La « chancelière de fer » s’impose à Bruxelles

Après une ultime rencontre entre Nicolas Sarkozy et Angela Merkel, jeudi 25 mars 2010, l’Europe apporte enfin une réponse à la Grèce : un plan d’aide financé par la zone euro et le Fonds monétaire international. Le recours au FMI était une condition allemande ; Angela Merkel l’a imposée à ses partenaires réticents. Pour beaucoup, l’accord de Bruxelles est donc une victoire de Berlin.

« Helmut Schmidt écrit dans ses Mémoires que dans les années 80, un chancelier allemand finissait toujours par céder aux demandes de la France. Cela n’est plus vrai . La preuve par Angela Merkel », constate Jacques-Pierre Gougeon, directeur de recherches à l’Institut de relations internationales et stratégiques (IRIS).

Dans la crise grecque, la chancelière n’a jamais lâché. Elle a dit « non » plusieurs fois, souvent au nom de l’intérêt national. « Madame Nein », la « Chancelière de fer »… La presse de son pays commente, pour admirer ou critiquer, la « victoire » d’Angela Merkel.

Face à la Grèce, à la France, face à tous ses partenaires, la chancelière a joué son rôle de « femme la plus puissante du monde » (classement Forbes). Puissante, car chef de la première économie d’Europe, contributrice à 20% du budget de l’UE.

Mais Frau Merkel n’est pas si libre que son intransigeance le suggère. Elle se sait très observée chez elle, notamment en Rhénanie-du-Nord-Westphalie, où des élections sont programmées début mai. Elle pense aussi au futur de son gouvernement, une coalition entre la CDU/CSU et les libéraux du FDP. « Les libéraux sont très durs sur l’aspect déficit public, retour à l’équilibre du budget fédéral… et Angela Merkel veut leur donner des gages », analyse Jacques-Pierre Gougeon.

« Que les pêcheurs se repentissent »

Des « gages », c’est-à-dire l’assurance, comme elle le répète depuis des mois, que le contribuable allemand ne paiera pas pour le cancre de l’Eurogroupe, la Grèce. Un tiers des Allemands seraient même prêts à expulser Athènes de la zone euro en guise de punition.

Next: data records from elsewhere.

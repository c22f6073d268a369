mod fallback;
mod heuristic;
mod openrouter;

use futures::future::BoxFuture;
use serde::{Deserialize, Serialize};
use std::fmt;

pub use fallback::FallbackAnalyzer;
pub use heuristic::HeuristicAnalyzer;
pub use openrouter::OpenRouterAnalyzer;

/// The six affective states the scoring contract permits.
#[derive(Clone, Copy, Debug, Serialize, Deserialize, PartialEq, Eq)]
#[serde(rename_all = "lowercase")]
pub enum Emotion {
    Confident,
    Nervous,
    Enthusiastic,
    Hesitant,
    Uncertain,
    Professional,
}

impl Emotion {
    pub fn as_str(&self) -> &'static str {
        match self {
            Emotion::Confident => "confident",
            Emotion::Nervous => "nervous",
            Emotion::Enthusiastic => "enthusiastic",
            Emotion::Hesitant => "hesitant",
            Emotion::Uncertain => "uncertain",
            Emotion::Professional => "professional",
        }
    }
}

impl fmt::Display for Emotion {
    fn fmt(&self, f: &mut fmt::Formatter<'_>) -> fmt::Result {
        f.write_str(self.as_str())
    }
}

/// A labeled, time-bounded affective state. Produced once per analysis
/// run and held in chronological insertion order.
#[derive(Clone, Debug, Serialize, Deserialize, PartialEq)]
pub struct EmotionEvent {
    pub timestamp: f64,
    pub emotion: Emotion,
    pub intensity: f64,
    pub duration: f64,
}

#[derive(Clone, Debug, Serialize, Deserialize, PartialEq)]
#[serde(rename_all = "camelCase")]
pub struct SpeechMetrics {
    pub speech_rate: f64,
    pub pause_count: u32,
    pub average_pause_length: f64,
    pub filler_word_count: u32,
    pub hesitation_count: u32,
    pub volume_variation: f64,
    pub pitch_variation: f64,
}

#[derive(Clone, Copy, Debug, Serialize, Deserialize, PartialEq, Eq)]
pub struct PerformanceMetrics {
    pub confidence: u8,
    pub clarity: u8,
    pub engagement: u8,
    pub professionalism: u8,
}

#[derive(Clone, Debug, Serialize, Deserialize, PartialEq, Eq)]
pub struct Feedback {
    pub strengths: Vec<String>,
    pub improvements: Vec<String>,
    pub suggestions: Vec<String>,
}

/// Everything the scoring stage produces for one transcript.
#[derive(Clone, Debug, Serialize, Deserialize, PartialEq)]
#[serde(rename_all = "camelCase")]
pub struct AnalysisBundle {
    pub emotions: Vec<EmotionEvent>,
    pub speech_metrics: SpeechMetrics,
    pub performance_metrics: PerformanceMetrics,
    pub feedback: Feedback,
    pub overall_score: u8,
}

#[derive(thiserror::Error, Debug)]
pub enum AnalysisError {
    #[error("network error: {0}")]
    Network(#[from] reqwest::Error),
    #[error("analysis service returned http {status}: {body}")]
    Api { status: u16, body: String },
    #[error("invalid response: {0}")]
    InvalidResponse(String),
}

pub trait Analyzer: Send + Sync {
    fn analyze(&self, text: String) -> BoxFuture<'_, Result<AnalysisBundle, AnalysisError>>;
}

#[cfg(test)]
mod tests {
    use super::*;

    #[test]
    fn emotion_serializes_lowercase() {
        assert_eq!(
            serde_json::to_string(&Emotion::Professional).unwrap(),
            "\"professional\""
        );
        let parsed: Emotion = serde_json::from_str("\"nervous\"").unwrap();
        assert_eq!(parsed, Emotion::Nervous);
    }

    #[test]
    fn bundle_round_trips_with_wire_field_names() {
        let bundle = AnalysisBundle {
            emotions: vec![EmotionEvent {
                timestamp: 15.5,
                emotion: Emotion::Confident,
                intensity: 0.85,
                duration: 10.2,
            }],
            speech_metrics: SpeechMetrics {
                speech_rate: 145.0,
                pause_count: 12,
                average_pause_length: 1.2,
                filler_word_count: 8,
                hesitation_count: 5,
                volume_variation: 0.3,
                pitch_variation: 0.25,
            },
            performance_metrics: PerformanceMetrics {
                confidence: 78,
                clarity: 85,
                engagement: 72,
                professionalism: 88,
            },
            feedback: Feedback {
                strengths: vec!["Clear articulation".to_owned()],
                improvements: vec!["Reduce filler words".to_owned()],
                suggestions: vec!["Practice mock interviews".to_owned()],
            },
            overall_score: 81,
        };

        let json = serde_json::to_string(&bundle).unwrap();
        assert!(json.contains("\"speechMetrics\""));
        assert!(json.contains("\"overallScore\""));
        assert!(json.contains("\"fillerWordCount\""));

        let back: AnalysisBundle = serde_json::from_str(&json).unwrap();
        assert_eq!(back, bundle);
    }
}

Angela Merkel a évoqué l’idée, sans aller plus loin.

« La chancelière tente de maintenir un euro stable et insiste pour que chacun respecte les règles à son niveau », explique l’eurodéputé Elmar Brok (CDU). « Pour elle, une solution n’est possible que si les pécheurs se repentissent, qu’ils soient punis d’une façon juste avant de les autoriser à réintégrer la communauté. »

Après des semaines d’âpres négociations, la Grèce a retenu la leçon. « Merkel a gagné contre toute attente – contre Sarkozy et contre la Commission européenne », écrit Josef Joffe dans l’hebdomadaire Die Zeit. « Ce jeu de pouvoir (…) met en garde les [Etats] dépensiers qui doivent faire leurs devoirs et s’imposer une discipline fiscale plutôt que de compter sur l’Europe pour continuer comme ils en ont l’habitude. »

Victoire fragile pour la « Reine des sommets »

L’accord sur la Grèce est le dernier exemple d’une série de sommets où la chancelière a imposé ses vues : le plan de relance économique européen, le plan sur l’automobile, le changement climatique… Autant d’épisodes qui lui ont valu le surnom de « Reine des sommets » pendant son premier mandat.
Mais sa ligne dure sur la Grèce pourrait la pénaliser lors des rendez-vous futurs. « La chancelière de fer a peut-être remporté une victoire mais pour ce faire, il y a eu beaucoup de casse », estime Handelsblatt. Le quotidien économique se demande où Berlin trouvera des soutiens pour décrocher la présidence de la Banque centrale européenne (BCE) en 2011.